=== Begin Enclosure ===

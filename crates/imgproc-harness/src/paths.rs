//! Canonical fixture paths for a test identity.
//!
//! Everything here is pure string work: no filesystem access.
//!
//! | path | shape |
//! |------|-------|
//! | input | `input/<stem>.png` |
//! | expected | `expected/<stem>_<transformation><suffix>.png` |
//! | actual | `actual/<variant>_<stem>_<transformation><suffix>.png` |
//! | diff | `actual/<variant>_<stem>_<transformation><suffix>_diff.png` |

use crate::identity::TestIdentity;
use serde::{Deserialize, Serialize};
use std::fmt;
use std::path::{Path, PathBuf};

/// Extension of every image the harness touches
pub const IMAGE_EXTENSION: &str = "png";

/// Suffix appended to the variant tag to name the executable under test
pub const EXECUTABLE_SUFFIX: &str = "_imgproc";

/// One rewrite applied to the joined transformation arguments.
#[derive(Debug, Clone, Copy, PartialEq, Eq)]
pub enum NormalizationStep {
    /// Replace every path separator with `_`
    FlattenSeparators,
    /// Remove every occurrence of a literal substring
    Strip(&'static str),
}

/// Order matters: the strips assume separators were already flattened,
/// so `input/overlay.png` becomes `_input_overlay.png`, then `_input_overlay`,
/// then `_overlay`.
pub const NORMALIZATION: [NormalizationStep; 3] = [
    NormalizationStep::FlattenSeparators,
    NormalizationStep::Strip(".png"),
    NormalizationStep::Strip("_input"),
];

impl NormalizationStep {
    /// Apply this step to the whole string
    #[must_use]
    pub fn apply(self, raw: &str) -> String {
        match self {
            Self::FlattenSeparators => raw
                .chars()
                .map(|c| if std::path::is_separator(c) { '_' } else { c })
                .collect(),
            Self::Strip(needle) => raw.replace(needle, ""),
        }
    }
}

/// Filename component that keeps argument-taking transformations apart.
///
/// Empty when the transformation has no arguments.
#[derive(Debug, Clone, Default, PartialEq, Eq, Hash, Serialize, Deserialize)]
pub struct ArgumentSuffix(String);

impl ArgumentSuffix {
    /// Build the suffix for a list of transformation arguments
    #[must_use]
    pub fn from_args(args: &[String]) -> Self {
        if args.is_empty() {
            return Self::default();
        }
        Self(Self::normalize(&format!("_{}", args.join("_"))))
    }

    /// Run the [`NORMALIZATION`] pipeline over a raw suffix
    #[must_use]
    pub fn normalize(raw: &str) -> String {
        NORMALIZATION
            .iter()
            .fold(raw.to_string(), |acc, step| step.apply(&acc))
    }

    /// The suffix text
    #[must_use]
    pub fn as_str(&self) -> &str {
        &self.0
    }

    /// True when no arguments were given
    #[must_use]
    pub fn is_empty(&self) -> bool {
        self.0.is_empty()
    }
}

impl fmt::Display for ArgumentSuffix {
    fn fmt(&self, f: &mut fmt::Formatter<'_>) -> fmt::Result {
        f.write_str(&self.0)
    }
}

/// Directory layout the harness works in, relative to the working directory.
#[derive(Debug, Clone, PartialEq, Eq, Serialize, Deserialize)]
pub struct HarnessLayout {
    /// Where `<variant>_imgproc` lives
    pub executable_dir: PathBuf,
    /// Source images
    pub input_dir: PathBuf,
    /// Checked-in fixtures
    pub expected_dir: PathBuf,
    /// Output and diff images, created on demand
    pub actual_dir: PathBuf,
}

impl Default for HarnessLayout {
    fn default() -> Self {
        Self {
            executable_dir: PathBuf::from("."),
            input_dir: PathBuf::from("input"),
            expected_dir: PathBuf::from("expected"),
            actual_dir: PathBuf::from("actual"),
        }
    }
}

impl HarnessLayout {
    /// Create the default layout
    #[must_use]
    pub fn new() -> Self {
        Self::default()
    }

    /// Set the executable directory
    #[must_use]
    pub fn with_executable_dir(mut self, dir: impl Into<PathBuf>) -> Self {
        self.executable_dir = dir.into();
        self
    }

    /// Set the input directory
    #[must_use]
    pub fn with_input_dir(mut self, dir: impl Into<PathBuf>) -> Self {
        self.input_dir = dir.into();
        self
    }

    /// Set the expected-fixture directory
    #[must_use]
    pub fn with_expected_dir(mut self, dir: impl Into<PathBuf>) -> Self {
        self.expected_dir = dir.into();
        self
    }

    /// Set the output directory
    #[must_use]
    pub fn with_actual_dir(mut self, dir: impl Into<PathBuf>) -> Self {
        self.actual_dir = dir.into();
        self
    }

    /// `./<variant>_imgproc` with the default layout
    #[must_use]
    pub fn executable(&self, identity: &TestIdentity) -> PathBuf {
        self.executable_dir.join(format!(
            "{}{EXECUTABLE_SUFFIX}",
            identity.executable_variant()
        ))
    }

    /// Derive the four image paths for `identity`
    #[must_use]
    pub fn derive(&self, identity: &TestIdentity) -> DerivedPaths {
        let suffix = ArgumentSuffix::from_args(identity.transformation_args());
        let fixture_stem = format!(
            "{}_{}{suffix}",
            identity.image_stem(),
            identity.transformation_name()
        );
        let output_stem = format!("{}_{fixture_stem}", identity.executable_variant());

        DerivedPaths {
            input: image_path(&self.input_dir, identity.image_stem()),
            expected: image_path(&self.expected_dir, &fixture_stem),
            actual: image_path(&self.actual_dir, &output_stem),
            diff: image_path(&self.actual_dir, &format!("{output_stem}_diff")),
            suffix,
        }
    }
}

fn image_path(dir: &Path, stem: &str) -> PathBuf {
    dir.join(format!("{stem}.{IMAGE_EXTENSION}"))
}

/// Paths for one test run. Computed fresh each run.
#[derive(Debug, Clone, PartialEq, Eq, Serialize, Deserialize)]
pub struct DerivedPaths {
    /// Image fed to the transformation
    pub input: PathBuf,
    /// Fixture the output is compared against
    pub expected: PathBuf,
    /// Where the transformation writes its output
    pub actual: PathBuf,
    /// Where the comparison tool writes its diff artifact
    pub diff: PathBuf,
    /// Normalized argument suffix shared by the three derived names
    pub suffix: ArgumentSuffix,
}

=== End Enclosure ===

** What you need to do **
The reply should hold only the lines from the first line of the listing above through the line with "#[derive(Debug, Clone, Copy, PartialEq, Eq)]", each copied exactly.

** Solution for this exercise **
filename crates/imgproc-harness/src/paths.rs
//! Canonical fixture paths for a test identity.
//!
//! Everything here is pure string work: no filesystem access.
//!
//! | path | shape |
//! |------|-------|
//! | input | `input/<stem>.png` |
//! | expected | `expected/<stem>_<transformation><suffix>.png` |
//! | actual | `actual/<variant>_<stem>_<transformation><suffix>.png` |
//! | diff | `actual/<variant>_<stem>_<transformation><suffix>_diff.png` |

use crate::identity::TestIdentity;
use serde::{Deserialize, Serialize};
use std::fmt;
use std::path::{Path, PathBuf};

/// Extension of every image the harness touches
pub const IMAGE_EXTENSION: &str = "png";

/// Suffix appended to the variant tag to name the executable under test
pub const EXECUTABLE_SUFFIX: &str = "_imgproc";

/// One rewrite applied to the joined transformation arguments.
#[derive(Debug, Clone, Copy, PartialEq, Eq)]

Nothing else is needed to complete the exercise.